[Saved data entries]

//! # Stage Contract Registry
//!
//! Typed pre/post-conditions between the 25 pipeline stages, loaded once at
//! startup from a declarative YAML file.
//!
//! ## Contract File
//!
//! ```yaml
//! version: "1.0.0"
//! stages:
//!   1:
//!     name: Idea Hydration
//!     produces:
//!       problem_statement: { type: string, min_length: 20 }
//!   2:
//!     name: Multi-Persona Evaluation
//!     consumes:
//!       - { stage: 1, field: problem_statement, type: string }
//!     produces:
//!       persona_scores: { type: array, min_items: 1 }
//! ```
//!
//! ## Integrity
//!
//! Loading fails fast when a stage in `1..=25` is missing, when a `consumes`
//! entry references a stage that is not strictly earlier, or when the consumed
//! field is not produced upstream with a compatible type. A loaded registry is
//! therefore a directed acyclic dependency chain.
//!
//! ## Validation
//!
//! [`StageContractRegistry::validate_pre_stage`] and
//! [`StageContractRegistry::validate_post_stage`] return violation lists and
//! never fail, so callers choose between [`EnforcementMode::Strict`] and
//! [`EnforcementMode::Advisory`].

pub mod error;
pub mod registry;
pub mod types;

pub use error::ContractError;
pub use registry::{StageContractRegistry, StageInputs};
pub use types::{
    ConsumedField, ContractFile, ContractViolation, FieldConstraints, FieldType, ProducedField,
    StageContract, StageDefinition, ViolationKind,
};

use serde::{Deserialize, Serialize};

/// How contract violations are acted on
#[derive(Debug, Clone, Copy, Default, PartialEq, Eq, Serialize, Deserialize)]
#[serde(rename_all = "lowercase")]
pub enum EnforcementMode {
    /// Pre-stage violations block execution
    #[default]
    Strict,
    /// Violations are reported but never block
    Advisory,
}
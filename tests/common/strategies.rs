#![allow(dead_code)]

use proptest::prelude::*;
use proptest::strategy::Just;

/// Every event name the classifier knows about
pub const KNOWN_EVENTS: [&str; 10] = [
    "decision.submitted",
    "gate.evaluated",
    "chairman.override",
    "venture.killed",
    "stage.completed",
    "round.scheduled",
    "portfolio.sweep",
    "ops.cycle",
    "venture.ready",
    "backlog.enqueued",
];

/// Strategy for known event names
pub fn known_event_strategy() -> impl Strategy<Value = String> {
    prop::sample::select(KNOWN_EVENTS.to_vec()).prop_map(str::to_string)
}

/// Strategy for arbitrary event names, known or not
pub fn event_name_strategy() -> impl Strategy<Value = String> {
    prop_oneof![
        known_event_strategy(),
        "[a-z]{1,12}\\.[a-z_]{1,12}",
        ".{0,40}",
    ]
}

/// Strategy for a burst of triggers against a handful of work items
pub fn trigger_burst_strategy() -> impl Strategy<Value = Vec<(String, String)>> {
    prop::collection::vec(
        (
            known_event_strategy(),
            prop_oneof![Just("v-1"), Just("v-2"), Just("v-3"), Just("v-4")].prop_map(str::to_string),
        ),
        0..24,
    )
}

/// Strategy for orchestrator capacities
pub fn max_concurrent_strategy() -> impl Strategy<Value = usize> {
    1usize..=6
}
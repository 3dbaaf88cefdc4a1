//! # Stage Execution
//!
//! [`StageExecutor`] is the handler the router invokes for stage work. It is
//! the only place the stage contract registry is consulted at runtime:
//!
//! 1. validate the consumed upstream fields (strict mode blocks on violation)
//! 2. run the caller-supplied [`StageRunner`]
//! 3. validate the produced fields (violations are reported, never rolled back)
//! 4. ask the [`DecisionFilter`] whether the pipeline may auto-advance
//!
//! Only `AUTO_PROCEED` sets `next_stage`; `REQUIRE_REVIEW` and `STOP` are
//! relayed to the caller unchanged. [`StageAdvancer`] reads the result back
//! out of the orchestrator and dispatches `next_stage` when it is set.

pub mod advancer;
pub mod executor;
pub mod types;

pub use advancer::StageAdvancer;
pub use executor::{AutoProceedFilter, DecisionFilter, StageExecutor, StageRunner};
pub use types::{
    FilterAction, FilterDecision, StageContext, StagePayload, StageResult, StageStatus,
};
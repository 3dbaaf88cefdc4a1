use crate::contracts::{ContractViolation, StageInputs};
use crate::error::{PipelineError, Result};
use crate::constants::stages::{FIRST_STAGE, LAST_STAGE};
use chrono::{DateTime, Utc};
use serde::{Deserialize, Serialize};
use serde_json::Value;
use std::fmt;
use uuid::Uuid;

/// Decision returned by the downstream decision filter
#[derive(Debug, Clone, Copy, PartialEq, Eq, Hash, Serialize, Deserialize)]
#[serde(rename_all = "SCREAMING_SNAKE_CASE")]
pub enum FilterAction {
    /// Pipeline may advance to the next stage on its own
    AutoProceed,
    RequireReview,
    Stop,
}

impl fmt::Display for FilterAction {
    fn fmt(&self, f: &mut fmt::Formatter<'_>) -> fmt::Result {
        match self {
            Self::AutoProceed => write!(f, "AUTO_PROCEED"),
            Self::RequireReview => write!(f, "REQUIRE_REVIEW"),
            Self::Stop => write!(f, "STOP"),
        }
    }
}

#[derive(Debug, Clone, PartialEq, Eq, Serialize, Deserialize)]
pub struct FilterDecision {
    pub action: FilterAction,
    #[serde(default)]
    pub reasons: Vec<String>,
}

impl FilterDecision {
    pub fn auto_proceed() -> Self {
        Self {
            action: FilterAction::AutoProceed,
            reasons: Vec::new(),
        }
    }

    pub fn require_review(reasons: Vec<String>) -> Self {
        Self {
            action: FilterAction::RequireReview,
            reasons,
        }
    }

    pub fn stop(reasons: Vec<String>) -> Self {
        Self {
            action: FilterAction::Stop,
            reasons,
        }
    }
}

#[derive(Debug, Clone, Copy, PartialEq, Eq, Hash, Serialize, Deserialize)]
#[serde(rename_all = "SCREAMING_SNAKE_CASE")]
pub enum StageStatus {
    /// The stage ran (post-stage violations may still be reported)
    Completed,
    /// Pre-stage contract violations prevented the stage from running
    Blocked,
}

/// Everything a stage runner needs for one execution
#[derive(Debug, Clone, PartialEq)]
pub struct StageContext {
    pub work_item_id: String,
    pub stage: u32,
    pub stage_name: String,
    pub inputs: StageInputs,
    pub correlation_id: Uuid,
}

/// Outcome of one stage execution, returned as the handler output
#[derive(Debug, Clone, PartialEq, Serialize, Deserialize)]
pub struct StageResult {
    pub work_item_id: String,
    pub stage: u32,
    pub stage_name: String,
    pub status: StageStatus,
    pub pre_violations: Vec<ContractViolation>,
    pub post_violations: Vec<ContractViolation>,
    pub decision: Option<FilterDecision>,
    /// Set only when the decision is AUTO_PROCEED and a later stage exists
    pub next_stage: Option<u32>,
    pub output: Option<Value>,
    pub correlation_id: Uuid,
    pub started_at: DateTime<Utc>,
    pub completed_at: DateTime<Utc>,
}

impl StageResult {
    pub fn is_blocked(&self) -> bool {
        self.status == StageStatus::Blocked
    }
}

/// Parsed form of a stage-execution payload
///
/// ```json
/// { "stage": 3, "inputs": { "1": {...}, "2": {...} }, "idempotency_key": "v-1:3" }
/// ```
#[derive(Debug, Clone, PartialEq)]
pub struct StagePayload {
    pub stage: u32,
    pub inputs: StageInputs,
    pub idempotency_key: Option<String>,
}

impl StagePayload {
    pub fn parse(payload: &Value) -> Result<Self> {
        let stage = payload
            .get("stage")
            .and_then(Value::as_u64)
            .ok_or_else(|| {
                PipelineError::Validation("payload requires an integer 'stage'".to_string())
            })?;
        let stage = u32::try_from(stage)
            .ok()
            .filter(|stage| (FIRST_STAGE..=LAST_STAGE).contains(stage))
            .ok_or_else(|| {
                PipelineError::Validation(format!(
                    "stage {stage} is outside {FIRST_STAGE}-{LAST_STAGE}"
                ))
            })?;

        let mut inputs = StageInputs::new();
        match payload.get("inputs") {
            None | Some(Value::Null) => {}
            Some(Value::Object(map)) => {
                for (key, value) in map {
                    let upstream: u32 = key.parse().map_err(|_| {
                        PipelineError::Validation(format!(
                            "input key '{key}' is not a stage number"
                        ))
                    })?;
                    inputs.insert(upstream, value.clone());
                }
            }
            Some(_) => {
                return Err(PipelineError::Validation(
                    "'inputs' must be an object keyed by stage number".to_string(),
                ))
            }
        }

        let idempotency_key = payload
            .get("idempotency_key")
            .and_then(Value::as_str)
            .filter(|key| !key.is_empty())
            .map(str::to_string);

        Ok(Self {
            stage,
            inputs,
            idempotency_key,
        })
    }
}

WHAT IS BEING ASKED: Within the records above, find every line holding the word "FilterDecision" and give the total as a bare number.

COMPLETED TASK: 4